Moonspell, as Fernando Ribeiro has realised, is amongst friends: “There’s enough of my countrymen playing football in your city to make this home,” he smiles – and he smiles more than you think. That all being said, Ribeiro and his mates haven’t come from Portugal to talk about Match Of The Day. Nope, they are here to celebrate 30 years of gothic metal. And goodness me, they do it incredibly. Leather clad and almost mystical, they are both crushingly heavy and yet mellifluous all at once, which means slabs – and that seems a reasonable word for them – of music like the gut punch of an opener “The Greater Good” are dark, but incredibly entertaining. Moonspell understand a chorus, too, given the fact that “Opium” is positively bouncing, and “Extinct” has a fists in the air thing that would even please Saxon and the likes. The five piece have a history with these shores, and they’ve recorded their album “Hermitage” amongst others here, which perhaps gives the title track an extra thump. Their 45 minutes is genuinely thrilling, and it appears that Ribeiro has made an early, rock star-ish, exit when he disappears in “Full Moon Madness”, but no, he merely returns with a couple of drumsticks to add extra-percussion. Not necessarily the end you expected, and not necessarily the set you imagined either. It seems odd to say that a band who has been around for 30 years has gone under the radar, but Moonspell maybe have to a certain extent.

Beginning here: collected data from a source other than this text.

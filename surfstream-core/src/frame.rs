//! Frame types shared by the codec, the frame store and the server.
//!
//! A [`Frame`] is the raw sensor image as handed over by the capture
//! side; a [`CompressedFrame`] is the immutable codec output that
//! sessions put on the wire.

use std::fmt;

use bytes::Bytes;
use serde::{Deserialize, Serialize};

use crate::error::StreamError;

// ── FrameDimensions ──────────────────────────────────────────────

/// Fixed geometry of an 8-bit grayscale sensor frame.
#[derive(Debug, Clone, Copy, PartialEq, Eq, Hash, Serialize, Deserialize)]
pub struct FrameDimensions {
    /// Width in pixels (= bytes per row).
    pub width: u32,
    /// Height in rows.
    pub height: u32,
}

impl FrameDimensions {
    /// Half-resolution normalized sensor image.
    pub const HALF: Self = Self::new(960, 540);
    /// Full-resolution normalized sensor image.
    pub const FULL: Self = Self::new(1920, 1080);

    pub const fn new(width: u32, height: u32) -> Self {
        Self { width, height }
    }

    /// Bytes in one row.
    pub const fn row_len(self) -> usize {
        self.width as usize
    }

    /// Bytes in a whole frame.
    pub const fn byte_len(self) -> usize {
        self.width as usize * self.height as usize
    }
}

impl Default for FrameDimensions {
    fn default() -> Self {
        Self::HALF
    }
}

impl fmt::Display for FrameDimensions {
    fn fmt(&self, f: &mut fmt::Formatter<'_>) -> fmt::Result {
        write!(f, "{}x{}", self.width, self.height)
    }
}

// ── Frame ────────────────────────────────────────────────────────

/// One raw grayscale frame, one byte per pixel, rows packed tightly.
#[derive(Clone, PartialEq, Eq)]
pub struct Frame {
    dimensions: FrameDimensions,
    data: Vec<u8>,
}

impl Frame {
    /// Wrap `data`, checking it holds exactly one frame of `dimensions`.
    pub fn new(dimensions: FrameDimensions, data: Vec<u8>) -> Result<Self, StreamError> {
        let expected = dimensions.byte_len();
        if data.len() != expected {
            return Err(StreamError::FrameSize {
                expected,
                actual: data.len(),
            });
        }
        Ok(Self { dimensions, data })
    }

    /// An all-background frame.
    pub fn blank(dimensions: FrameDimensions) -> Self {
        Self {
            dimensions,
            data: vec![0; dimensions.byte_len()],
        }
    }

    pub fn dimensions(&self) -> FrameDimensions {
        self.dimensions
    }

    pub fn as_bytes(&self) -> &[u8] {
        &self.data
    }

    pub fn as_bytes_mut(&mut self) -> &mut [u8] {
        &mut self.data
    }

    pub fn into_bytes(self) -> Vec<u8> {
        self.data
    }

    /// Row `y` of the image.
    ///
    /// # Panics
    ///
    /// Panics if `y` is out of bounds.
    pub fn row(&self, y: u32) -> &[u8] {
        let row_len = self.dimensions.row_len();
        let start = y as usize * row_len;
        &self.data[start..start + row_len]
    }
}

impl fmt::Debug for Frame {
    fn fmt(&self, f: &mut fmt::Formatter<'_>) -> fmt::Result {
        f.debug_struct("Frame")
            .field("dimensions", &self.dimensions)
            .field("bytes", &self.data.len())
            .finish()
    }
}

// ── CompressedFrame ──────────────────────────────────────────────

/// Codec output for one frame, ready to be written to any number of
/// sessions. Never mutated once built.
#[derive(Debug, Clone, PartialEq, Eq)]
pub struct CompressedFrame {
    /// Number assigned to the raw frame when it was published.
    pub frame_number: u64,
    /// Geometry the payload decodes to.
    pub dimensions: FrameDimensions,
    /// Self-describing codec stream.
    pub payload: Bytes,
}

impl CompressedFrame {
    /// Compressed size relative to the raw frame (lower is better).
    pub fn ratio(&self) -> f64 {
        let raw = self.dimensions.byte_len();
        if raw == 0 {
            return 0.0;
        }
        self.payload.len() as f64 / raw as f64
    }
}

#[cfg(test)]
mod tests {
    use super::*;

    #[test]
    fn frame_rejects_wrong_length() {
        let dims = FrameDimensions::new(4, 2);
        let err = Frame::new(dims, vec![0; 7]).unwrap_err();
        assert!(matches!(
            err,
            StreamError::FrameSize {
                expected: 8,
                actual: 7
            }
        ));
    }

    #[test]
    fn row_slices_packed_rows() {
        let dims = FrameDimensions::new(3, 2);
        let frame = Frame::new(dims, vec![1, 2, 3, 4, 5, 6]).unwrap();
        assert_eq!(frame.row(1), &[4, 5, 6]);
        assert_eq!(frame.into_bytes(), vec![1, 2, 3, 4, 5, 6]);
    }

    #[test]
    fn half_resolution_len() {
        assert_eq!(FrameDimensions::HALF.byte_len(), 518_400);
        assert_eq!(FrameDimensions::default().to_string(), "960x540");
    }

    #[test]
    fn ratio_of_compressed_frame() {
        let c = CompressedFrame {
            frame_number: 1,
            dimensions: FrameDimensions::new(10, 10),
            payload: Bytes::from_static(&[0; 25]),
        };
        assert!((c.ratio() - 0.25).abs() < 1e-9);
    }
}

They were fantastic here, though.
Paradise Lost are almost outliers in the UK.
At this point they pretty much do what they please, and even more, for the over 30 years that they’ve been on this planet, four of their members have been exactly the same.
Watching them tonight – and make no mistake there is a very healthy crowd in at KK’s – it strikes you that you are watching a unique outfit.

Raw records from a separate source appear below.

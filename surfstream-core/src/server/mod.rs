//! Request/response frame server.
//!
//! - [`context`]: shared running flag, activity counters, listener phase
//! - [`protocol`]: request codes and the length-prefixed response framing
//! - [`session`]: one connection's request loop
//! - [`executor`]: how sessions are scheduled
//! - [`listener`]: accept loop and shutdown drain

pub mod context;
pub mod executor;
pub mod listener;
pub mod protocol;
pub mod session;

use std::net::{Ipv4Addr, SocketAddr};
use std::time::Duration;

pub use context::{Activity, ActivityGuard, ServerContext, ServerPhase};
pub use executor::{BoundedExecutor, SessionExecutor, SessionFuture, TokioExecutor};
pub use listener::{DrainReport, FrameServer};
pub use protocol::{Request, RequestCodec, ResponseCodec};
pub use session::{Session, SessionConfig, SessionEnd};

/// Default listening port.
pub const DEFAULT_PORT: u16 = 50001;

// ── ShutdownConfig ───────────────────────────────────────────────

/// How long the listener waits for activity to wind down.
#[derive(Debug, Clone, Copy, PartialEq, Eq)]
pub struct ShutdownConfig {
    /// Number of drain intervals to wait.
    pub drain_retries: u32,
    /// Length of one drain interval.
    pub drain_interval: Duration,
}

impl Default for ShutdownConfig {
    fn default() -> Self {
        Self {
            drain_retries: 6,
            drain_interval: Duration::from_millis(1500),
        }
    }
}

// ── ServerConfig ─────────────────────────────────────────────────

/// Configuration for [`FrameServer`].
#[derive(Debug, Clone)]
pub struct ServerConfig {
    /// Address to listen on.
    pub listen_addr: SocketAddr,
    /// Cap on concurrently served sessions (`None` = unbounded).
    pub max_connections: Option<usize>,
    pub session: SessionConfig,
    pub shutdown: ShutdownConfig,
}

impl Default for ServerConfig {
    fn default() -> Self {
        Self {
            listen_addr: SocketAddr::from((Ipv4Addr::LOCALHOST, DEFAULT_PORT)),
            max_connections: None,
            session: SessionConfig::default(),
            shutdown: ShutdownConfig::default(),
        }
    }
}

I have been a fan since their “Draconian Times” record came out (if I recall there was a sampler on Raw Magazine?) and it was only after that I learned of their death metal beginnings. They play “The Last Time” from the album here.

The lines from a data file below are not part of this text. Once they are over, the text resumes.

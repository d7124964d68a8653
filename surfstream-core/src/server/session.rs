//! One client connection and its request loop.
//!
//! ```text
//!  AwaitRequest ──► Dispatch ──► AwaitRequest
//!        │              │
//!        ▼              ▼
//!      Closed ◄─────────┘   (-1, EOF, invalid code, timeout, shutdown)
//! ```

use std::fmt;
use std::net::SocketAddr;
use std::sync::Arc;
use std::time::{Duration, Instant};

use futures::{SinkExt, StreamExt};
use tokio::io::{AsyncRead, AsyncWrite};
use tokio::time::timeout;
use tokio_util::codec::Framed;
use tracing::{debug, info, trace, warn};

use crate::error::StreamError;
use crate::server::context::ServerContext;
use crate::server::protocol::{Request, RequestCodec};
use crate::store::FrameStore;

// ── SessionConfig ────────────────────────────────────────────────

/// Per-session deadlines.
#[derive(Debug, Clone, Copy, PartialEq, Eq)]
pub struct SessionConfig {
    /// How long to wait for the first byte of the next request.
    pub idle_timeout: Duration,
    /// How long a started read (rest of a request) or a response
    /// write may take.
    pub io_timeout: Duration,
}

impl Default for SessionConfig {
    fn default() -> Self {
        Self {
            idle_timeout: Duration::from_secs(10),
            io_timeout: Duration::from_secs(3),
        }
    }
}

/// Why a session ended without error.
#[derive(Debug, Clone, Copy, PartialEq, Eq)]
pub enum SessionEnd {
    /// The client sent `-1`.
    ClientClosed,
    /// The client closed the stream between requests.
    Disconnected,
    /// The server is shutting down.
    Shutdown,
}

impl fmt::Display for SessionEnd {
    fn fmt(&self, f: &mut fmt::Formatter<'_>) -> fmt::Result {
        match self {
            Self::ClientClosed => write!(f, "client closed"),
            Self::Disconnected => write!(f, "disconnected"),
            Self::Shutdown => write!(f, "shutdown"),
        }
    }
}

enum Incoming {
    Request(Request),
    Eof,
    Shutdown,
}

// ── Session ──────────────────────────────────────────────────────

/// A single accepted connection.
pub struct Session<S> {
    id: u64,
    peer: Option<SocketAddr>,
    framed: Framed<S, RequestCodec>,
    ctx: Arc<ServerContext>,
    store: Arc<FrameStore>,
    config: SessionConfig,
    frames_sent: u64,
}

impl<S> Session<S>
where
    S: AsyncRead + AsyncWrite + Unpin + Send,
{
    pub fn new(
        id: u64,
        stream: S,
        ctx: Arc<ServerContext>,
        store: Arc<FrameStore>,
        config: SessionConfig,
    ) -> Self {
        Self {
            id,
            peer: None,
            framed: Framed::new(stream, RequestCodec),
            ctx,
            store,
            config,
            frames_sent: 0,
        }
    }

    pub fn with_peer(mut self, peer: SocketAddr) -> Self {
        self.peer = Some(peer);
        self
    }

    pub fn id(&self) -> u64 {
        self.id
    }

    /// Run the request loop and log how it ended. Errors stop here.
    pub async fn serve(self) {
        let (id, peer) = (self.id, self.peer);
        match self.run().await {
            Ok(end) => info!(session = id, peer = ?peer, "session ended: {end}"),
            Err(StreamError::InvalidRequest(code)) => {
                warn!(session = id, peer = ?peer, code, "invalid request code, closing")
            }
            Err(e) => warn!(session = id, peer = ?peer, "session closed on error: {e}"),
        }
    }

    /// Run the request loop until the client leaves, the server stops,
    /// or a protocol/transport error occurs.
    pub async fn run(mut self) -> Result<SessionEnd, StreamError> {
        debug!(session = self.id, peer = ?self.peer, "session started");
        loop {
            let request = match self.next_request().await? {
                Incoming::Request(request) => request,
                Incoming::Eof => return Ok(SessionEnd::Disconnected),
                Incoming::Shutdown => return Ok(SessionEnd::Shutdown),
            };
            trace!(session = self.id, ?request, "request");

            match request {
                Request::Close => return Ok(SessionEnd::ClientClosed),
                Request::Ping | Request::Reserved(_) => {}
                Request::SendFrame => self.send_frame().await?,
            }
        }
    }

    /// Wait for the next complete request.
    ///
    /// Before the first byte arrives the idle deadline applies; once
    /// part of a request is buffered, the rest must follow within the
    /// I/O deadline. The running flag is re-checked every poll tick.
    async fn next_request(&mut self) -> Result<Incoming, StreamError> {
        let waiting_since = Instant::now();
        let mut partial_since: Option<Instant> = None;

        loop {
            if !self.ctx.is_running() {
                return Ok(Incoming::Shutdown);
            }

            tokio::select! {
                next = self.framed.next() => {
                    return match next {
                        Some(Ok(request)) => Ok(Incoming::Request(request)),
                        Some(Err(e)) => Err(e),
                        None => Ok(Incoming::Eof),
                    };
                }
                _ = tokio::time::sleep(self.ctx.poll_interval()) => {}
            }

            if self.framed.read_buffer().is_empty() {
                if waiting_since.elapsed() >= self.config.idle_timeout {
                    return Err(StreamError::Timeout(self.config.idle_timeout));
                }
            } else {
                let since = *partial_since.get_or_insert_with(Instant::now);
                if since.elapsed() >= self.config.io_timeout {
                    return Err(StreamError::Timeout(self.config.io_timeout));
                }
            }
        }
    }

    async fn send_frame(&mut self) -> Result<(), StreamError> {
        let frame = self.store.compressed_or_compress_now().await?;
        let io_timeout = self.config.io_timeout;
        timeout(io_timeout, self.framed.send(frame.payload.clone()))
            .await
            .map_err(|_| StreamError::Timeout(io_timeout))??;

        self.frames_sent += 1;
        debug!(
            session = self.id,
            frame = frame.frame_number,
            bytes = frame.payload.len(),
            sent = self.frames_sent,
            "frame sent"
        );
        Ok(())
    }
}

Fast forward 27 years and there aren’t many bands that are as heavy again, having come full circle almost. A lot of that “new album” (“a lot has happened since, but its still the new album”, points out frontman Nick Holmes) is played here and the band are rightly proud of it. And, ever eager to keep moving forward, it seems, tracks like “Fall From Grace” and “Serenity” belong in their top echelons.
There are two other things too. First, PL understand their legacy and they understand that their fanbase is mostly of a certain age, and mostly blokes clad in black t-shirts, and they want to hear some of the stuff they grew up with, which is why “Widow” opens the set, and why “Eternal” is there too.
Second, though, is another point. There’s a couple of Paradise Lost albums that never got their due because they weren’t “proper metal”. They are, amongst my favourites, and hearing “So Much Is Lost” from “Host” and the title track of “One Second” makes you realise just how good Paradise Lost always have been.
There’s a sort of devil may care attitude about them too. Holmes is acutely aware of the bleakness of the work “this one’s fun,” he says, “its called “As I Die”. It’s a brilliant song too, and listening to it, you get the sense of the chemistry between Holmes and his right hand man Gregor McKintosh, who kicks out lead guitar that veers between crushing heaviness and something akin to Sisters Of Mercy.
The last pair of the main set explain the band. “No Hope In Sight” is as heavy as a concrete block, but “Say Just Words” – and if I am ever on desert island discs then so is this – is nearly a pop song by comparison.
The lengthy encore builds beautifully with “Darker Thoughts”, takes in the aforementioned “….Lost”, “Beneath Broken Earth” is nearly death metal despite coming out in the last decade and “Ghosts” is from the newest album as if to tell you that this is their past and also their future.
The weather tonight in Wolverhampton is wet, cold, grey and stunningly bleak. Somehow you couldn’t pick a better metaphor for the music here. And you absolutely wouldn’t want Paradise Lost any other way.